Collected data
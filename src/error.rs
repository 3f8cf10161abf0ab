//! Custom error types for shell-expenses
//!
//! This module defines the error hierarchy for the application using thiserror
//! for ergonomic error definitions.

use rusqlite::ErrorCode;
use thiserror::Error;

/// The main error type for expense operations
#[derive(Error, Debug)]
pub enum ExpenseError {
    /// Configuration-related errors
    #[error("Configuration error: {0}")]
    Config(String),

    /// File I/O errors
    #[error("I/O error: {0}")]
    Io(String),

    /// JSON serialization/deserialization errors
    #[error("JSON error: {0}")]
    Json(String),

    /// Validation errors for user input
    #[error("Validation error: {0}")]
    Validation(String),

    /// A table constraint rejected the row (e.g. non-positive amount)
    #[error("Constraint violation: {0}")]
    ConstraintViolation(String),

    /// Any other database failure, including connection errors
    #[error("Database error: {0}")]
    Database(String),

    /// Export errors
    #[error("Export error: {0}")]
    Export(String),

    /// Interactive prompt errors
    #[error("Prompt error: {0}")]
    Prompt(String),
}

impl ExpenseError {
    /// Check if this is a validation error
    pub fn is_validation(&self) -> bool {
        matches!(self, Self::Validation(_))
    }

    /// Check if a table constraint rejected the operation
    pub fn is_constraint_violation(&self) -> bool {
        matches!(self, Self::ConstraintViolation(_))
    }
}

// Implement From traits for common error types

impl From<std::io::Error> for ExpenseError {
    fn from(err: std::io::Error) -> Self {
        Self::Io(err.to_string())
    }
}

impl From<serde_json::Error> for ExpenseError {
    fn from(err: serde_json::Error) -> Self {
        Self::Json(err.to_string())
    }
}

impl From<csv::Error> for ExpenseError {
    fn from(err: csv::Error) -> Self {
        Self::Export(err.to_string())
    }
}

impl From<rusqlite::Error> for ExpenseError {
    fn from(err: rusqlite::Error) -> Self {
        match err.sqlite_error_code() {
            Some(ErrorCode::ConstraintViolation) => Self::ConstraintViolation(err.to_string()),
            _ => Self::Database(err.to_string()),
        }
    }
}

/// Result type alias for expense operations
pub type ExpenseResult<T> = Result<T, ExpenseError>;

:: Required action ::
The required output is the lines from the one holding "alias for expense operations" through the last line of the entries above, copied exactly.

:: Result below ::
/// Result type alias for expense operations
pub type ExpenseResult<T> = Result<T, ExpenseError>;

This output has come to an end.